Mass Effect Legendary Edition has done phenomenally well, that can’t be denied. Remastering this iconic sci-fi trilogy has created the definitive way to experience the story of Commander Shepard. But as we bask in the 60 FPS glory, it’s worth remembering that old doesn’t always mean bad – and in some cases, some classic BioWare jank is sorely missed. This RPG powerhouse shouldn’t hide from its clunky, ugly past. Far from it. BioWare should instead ensure that its next remaster is actually a demaster.
Mirror Mode is a series dedicated to saying a game would be perfect, if only it was the exact opposite of what it is. Today we’re diving into the chaotic possibility of an official Dragon Age Demasterd Trilogy – and how it might not actually be such a terrible idea.
Dragon Age: Origins released in 2009, and good lord, does it show. Being one of its most dedicated supporters, detractors are quick to highlight that the character models have not aged well, and that its animations didn’t even look good for its time. Fine, I’ll allow that. But I’ll never understand the fans that complain about its combat and RPG elements. I’m on playthrough number six right now, and never before have I found a game so accommodating to all playstyles.

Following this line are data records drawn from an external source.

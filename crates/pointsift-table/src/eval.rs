//! Binding and evaluation of validated expressions over table rows
//!
//! Binding resolves every column reference to a numeric column view and
//! checks operand types once, producing a [`Predicate`] whose per-row
//! evaluation cannot fail.

use crate::error::{FilterError, FilterResult};
use crate::table::{NumericColumn, Table};
use pointsift_expr::{BinaryOp, BoolOp, CompareOp, Expr, Function, UnaryOp, ValidatedExpr, ValueType};
use rayon::prelude::*;
use tracing::debug;

/// A numeric sub-expression bound to table columns
#[derive(Debug, Clone)]
pub enum NumExpr<'t> {
    Const(f64),
    Column(NumericColumn<'t>),
    Neg(Box<NumExpr<'t>>),
    Binary {
        op: BinaryOp,
        left: Box<NumExpr<'t>>,
        right: Box<NumExpr<'t>>,
    },
    Call {
        func: Function,
        arg: Box<NumExpr<'t>>,
    },
}

impl NumExpr<'_> {
    pub fn eval(&self, row: usize) -> f64 {
        match self {
            NumExpr::Const(v) => *v,
            NumExpr::Column(col) => col.get(row),
            NumExpr::Neg(operand) => -operand.eval(row),
            NumExpr::Binary { op, left, right } => op.apply(left.eval(row), right.eval(row)),
            NumExpr::Call { func, arg } => func.apply(arg.eval(row)),
        }
    }
}

/// A boolean sub-expression bound to table columns
#[derive(Debug, Clone)]
pub enum BoolExpr<'t> {
    /// Numeric comparison
    Compare {
        op: CompareOp,
        left: NumExpr<'t>,
        right: NumExpr<'t>,
    },
    /// `==` / `!=` between two boolean operands
    Equivalence {
        op: CompareOp,
        left: Box<BoolExpr<'t>>,
        right: Box<BoolExpr<'t>>,
    },
    Not(Box<BoolExpr<'t>>),
    And(Vec<BoolExpr<'t>>),
    Or(Vec<BoolExpr<'t>>),
}

impl BoolExpr<'_> {
    pub fn eval(&self, row: usize) -> bool {
        match self {
            BoolExpr::Compare { op, left, right } => op.evaluate(left.eval(row), right.eval(row)),
            BoolExpr::Equivalence { op, left, right } => {
                op.evaluate_bool(left.eval(row), right.eval(row))
            }
            BoolExpr::Not(operand) => !operand.eval(row),
            BoolExpr::And(operands) => operands.iter().all(|e| e.eval(row)),
            BoolExpr::Or(operands) => operands.iter().any(|e| e.eval(row)),
        }
    }
}

/// A validated expression bound to one table
#[derive(Debug, Clone)]
pub struct Predicate<'t> {
    root: BoolExpr<'t>,
    num_rows: usize,
}

impl<'t> Predicate<'t> {
    /// Bind `expr` to `table`.
    ///
    /// Fails with `UnknownColumn` (listing every missing name) before
    /// anything else is checked, then with `TypeEvaluation` if the tree
    /// does not yield a boolean or touches a categorical column.
    pub fn bind(expr: &ValidatedExpr, table: &'t Table) -> FilterResult<Self> {
        let missing: Vec<String> = expr
            .columns()
            .iter()
            .filter(|name| !table.has_column(name))
            .cloned()
            .collect();
        if !missing.is_empty() {
            return Err(FilterError::UnknownColumn { missing });
        }

        let root_type = expr
            .root()
            .value_type()
            .map_err(|e| FilterError::TypeEvaluation(e.to_string()))?;
        if root_type != ValueType::Boolean {
            return Err(FilterError::TypeEvaluation(format!(
                "expression '{}' evaluates to a {}, not a boolean",
                expr, root_type
            )));
        }

        let root = bind_bool(expr.root(), table)?;
        debug!(expression = %expr, rows = table.num_rows(), "bound expression");
        Ok(Self {
            root,
            num_rows: table.num_rows(),
        })
    }

    /// Evaluate a single row
    pub fn eval_row(&self, row: usize) -> bool {
        self.root.eval(row)
    }

    /// Number of rows in the bound table
    pub fn num_rows(&self) -> usize {
        self.num_rows
    }

    /// Evaluate every row; runs on the rayon pool once the table has at
    /// least `parallel_threshold` rows. Entry `i` always belongs to row `i`.
    pub fn mask(&self, parallel_threshold: usize) -> Vec<bool> {
        if self.num_rows >= parallel_threshold {
            debug!(rows = self.num_rows, "evaluating mask in parallel");
            (0..self.num_rows)
                .into_par_iter()
                .map(|row| self.root.eval(row))
                .collect()
        } else {
            (0..self.num_rows).map(|row| self.root.eval(row)).collect()
        }
    }
}

fn bind_num<'t>(expr: &Expr, table: &'t Table) -> FilterResult<NumExpr<'t>> {
    match expr {
        Expr::Literal(v) => Ok(NumExpr::Const(*v)),

        Expr::Column(name) => {
            let column = table
                .column(name)
                .ok_or_else(|| FilterError::UnknownColumn {
                    missing: vec![name.clone()],
                })?;
            column.numeric().map(NumExpr::Column).ok_or_else(|| {
                FilterError::TypeEvaluation(format!(
                    "column '{}' is categorical and cannot be used as a number",
                    name
                ))
            })
        }

        Expr::Unary {
            op: UnaryOp::Neg,
            operand,
        } => Ok(NumExpr::Neg(Box::new(bind_num(operand, table)?))),

        Expr::Binary { op, left, right } => Ok(NumExpr::Binary {
            op: *op,
            left: Box::new(bind_num(left, table)?),
            right: Box::new(bind_num(right, table)?),
        }),

        Expr::Call { func, args } => match args.as_slice() {
            [arg] => Ok(NumExpr::Call {
                func: *func,
                arg: Box::new(bind_num(arg, table)?),
            }),
            _ => Err(FilterError::TypeEvaluation(format!(
                "'{}' takes {} argument(s), got {}",
                func.name(),
                func.arity(),
                args.len()
            ))),
        },

        other => Err(FilterError::TypeEvaluation(format!(
            "'{}' is a boolean where a number is expected",
            other
        ))),
    }
}

fn bind_bool<'t>(expr: &Expr, table: &'t Table) -> FilterResult<BoolExpr<'t>> {
    match expr {
        Expr::Compare { op, left, right } => {
            let operands = left
                .value_type()
                .map_err(|e| FilterError::TypeEvaluation(e.to_string()))?;
            match operands {
                ValueType::Number => Ok(BoolExpr::Compare {
                    op: *op,
                    left: bind_num(left, table)?,
                    right: bind_num(right, table)?,
                }),
                ValueType::Boolean if !op.is_ordering() => Ok(BoolExpr::Equivalence {
                    op: *op,
                    left: Box::new(bind_bool(left, table)?),
                    right: Box::new(bind_bool(right, table)?),
                }),
                ValueType::Boolean => Err(FilterError::TypeEvaluation(format!(
                    "'{}' cannot order boolean operands",
                    op.as_str()
                ))),
            }
        }

        Expr::Unary {
            op: UnaryOp::Not,
            operand,
        } => Ok(BoolExpr::Not(Box::new(bind_bool(operand, table)?))),

        Expr::BoolOp { op, operands } => {
            let bound = operands
                .iter()
                .map(|operand| bind_bool(operand, table))
                .collect::<FilterResult<Vec<_>>>()?;
            Ok(match op {
                BoolOp::And => BoolExpr::And(bound),
                BoolOp::Or => BoolExpr::Or(bound),
            })
        }

        other => Err(FilterError::TypeEvaluation(format!(
            "'{}' is a number where a boolean is expected",
            other
        ))),
    }
}

#[cfg(test)]
mod tests {
    use super::*;
    use crate::table::Column;
    use pointsift_expr::parse_and_validate;

    fn table() -> Table {
        Table::new(vec![
            ("x", Column::Float64(vec![1.0, -2.0, f64::NAN, 4.0])),
            ("n", Column::Int64(vec![1, 2, 3, 4])),
            ("flag", Column::Bool(vec![true, false, true, false])),
            ("beam", Column::Categorical(vec!["a".into(), "b".into(), "c".into(), "d".into()])),
        ])
        .unwrap()
    }

    fn mask(text: &str) -> FilterResult<Vec<bool>> {
        let expr = parse_and_validate(text).unwrap();
        let table = table();
        let predicate = Predicate::bind(&expr, &table)?;
        Ok(predicate.mask(usize::MAX))
    }

    #[test]
    fn test_numeric_comparison() {
        assert_eq!(mask("x > 0").unwrap(), vec![true, false, false, true]);
        assert_eq!(mask("abs(x) >= 2").unwrap(), vec![false, true, false, true]);
    }

    #[test]
    fn test_nan_fails_every_comparison() {
        assert_eq!(mask("x != 100").unwrap(), vec![true, true, false, true]);
        assert_eq!(mask("x == x").unwrap(), vec![true, true, false, true]);
    }

    #[test]
    fn test_int_and_bool_columns_are_numeric() {
        assert_eq!(mask("n * 2 > 4").unwrap(), vec![false, false, true, true]);
        assert_eq!(mask("flag == 1").unwrap(), vec![true, false, true, false]);
    }

    #[test]
    fn test_boolean_equivalence() {
        assert_eq!(
            mask("(x > 0) == (n > 2)").unwrap(),
            vec![false, true, false, true]
        );
    }

    #[test]
    fn test_logic() {
        assert_eq!(mask("not x > 0").unwrap(), vec![false, true, true, false]);
        assert_eq!(mask("x > 0 or n == 2").unwrap(), vec![true, true, false, true]);
        assert_eq!(mask("x > 0 and n > 1").unwrap(), vec![false, false, false, true]);
    }

    #[test]
    fn test_division_by_zero_follows_ieee() {
        assert_eq!(mask("x / 0 > 1000").unwrap(), vec![true, false, false, true]);
    }

    #[test]
    fn test_non_boolean_root_is_type_error() {
        let err = mask("x + n").unwrap_err();
        assert!(matches!(err, FilterError::TypeEvaluation(_)));
    }

    #[test]
    fn test_mixed_operands_are_type_errors() {
        assert!(matches!(mask("(x > 0) + 1 > 0"), Err(FilterError::TypeEvaluation(_))));
        assert!(matches!(mask("(x > 0) < (n > 1)"), Err(FilterError::TypeEvaluation(_))));
        assert!(matches!(mask("(x > 0) == 1"), Err(FilterError::TypeEvaluation(_))));
        assert!(matches!(mask("x > 0 and n"), Err(FilterError::TypeEvaluation(_))));
    }

    #[test]
    fn test_categorical_column_is_type_error() {
        let err = mask("beam > 0").unwrap_err();
        match err {
            FilterError::TypeEvaluation(msg) => assert!(msg.contains("beam")),
            other => panic!("Expected type error, got {:?}", other),
        }
    }

    #[test]
    fn test_missing_columns_are_reported_together() {
        let err = mask("zeta > 0 and alpha < 1 and x > 0").unwrap_err();
        assert_eq!(
            err,
            FilterError::UnknownColumn {
                missing: vec!["alpha".to_string(), "zeta".to_string()]
            }
        );
    }

    #[test]
    fn test_unknown_column_wins_over_type_error() {
        let err = mask("missing + 1").unwrap_err();
        assert!(matches!(err, FilterError::UnknownColumn { .. }));
    }

    #[test]
    fn test_parallel_matches_serial() {
        let values: Vec<f64> = (0..10_000).map(|i| ((i * 7919) % 1000) as f64 - 500.0).collect();
        let table = Table::new(vec![("v", Column::Float64(values))]).unwrap();
        let expr = parse_and_validate("abs(v) < 250 or v ** 2 > 200000").unwrap();
        let predicate = Predicate::bind(&expr, &table).unwrap();

        assert_eq!(predicate.mask(usize::MAX), predicate.mask(0));
        assert_eq!(predicate.num_rows(), 10_000);
    }
}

Healers, shapeshifters, tanks, duelists – I’ve always found a use for different builds, and the endless customization keeps me coming back.
This is a far cry from the offerings of Dragon Age 2 and Inquisition, in which I never felt in full control. The main reason of course being that the companions learned to dress themselves in the sequel, so I can’t kit them out in what I want. And of course, everyone in Thedas forgot healing magic in Inquisition, so options just keep disappearing.
I suppose that’s the good, uncontroversial reason why I want old BioWare back. But it’s time we get to the real reason – Origins has a better vibe. Limitations with the engine meant that all conversations were face-to-face, with little to no animations, making it infinitely more intimate than what we got with later instalments. The cinematic approach might look better, but this very video game-y conversation system was so much more engrossing, and really made it feel like characters were bonding. Plus, campfires are the best setting for any conversation, forget castles.
And I think this is what it comes down to. When I’m playing a video game, there’s nothing wrong with it feeling like a video game. No, it’s not in the slightest bit realistic that Sten – a 7ft something qunari – would agree to change armour because my dwarven character asked him to – but this isn’t real life; you can’t throw jewellery at a goth girl until she loves you in real life.
Mass Effect isn’t off the hook either. As soon as I started Mass Effect 2 in Legendary Edition, I couldn’t stop thinking of everything I missed from the first game. The Normandy’s background music, kitting everyone out in Phoenix gear, my Shepard not looking like she hasn’t slept in two years…those were the days. Instead of trickling down some Mass Effect 3 features, BioWare should have learned from its 2007 hit. It’s not as embarrassing as they pretend it is (excluding the Mako).
If the choice came between the gorgeous visuals of the Frostbite engine, or the freedom that Mass Effect and Dragon Age: Origins gave us, it would be the easiest decision in the world. Make Inquisition in Origin’s engine, you cowards. I don’t care that Blackwall’s beard would look like lego. I don’t care that it would take me three playthroughs to actually fully grasp the RPG mechanics. I don’t care that I’d be the entire player base. Give us Dragon Age: Unremarkable Edition.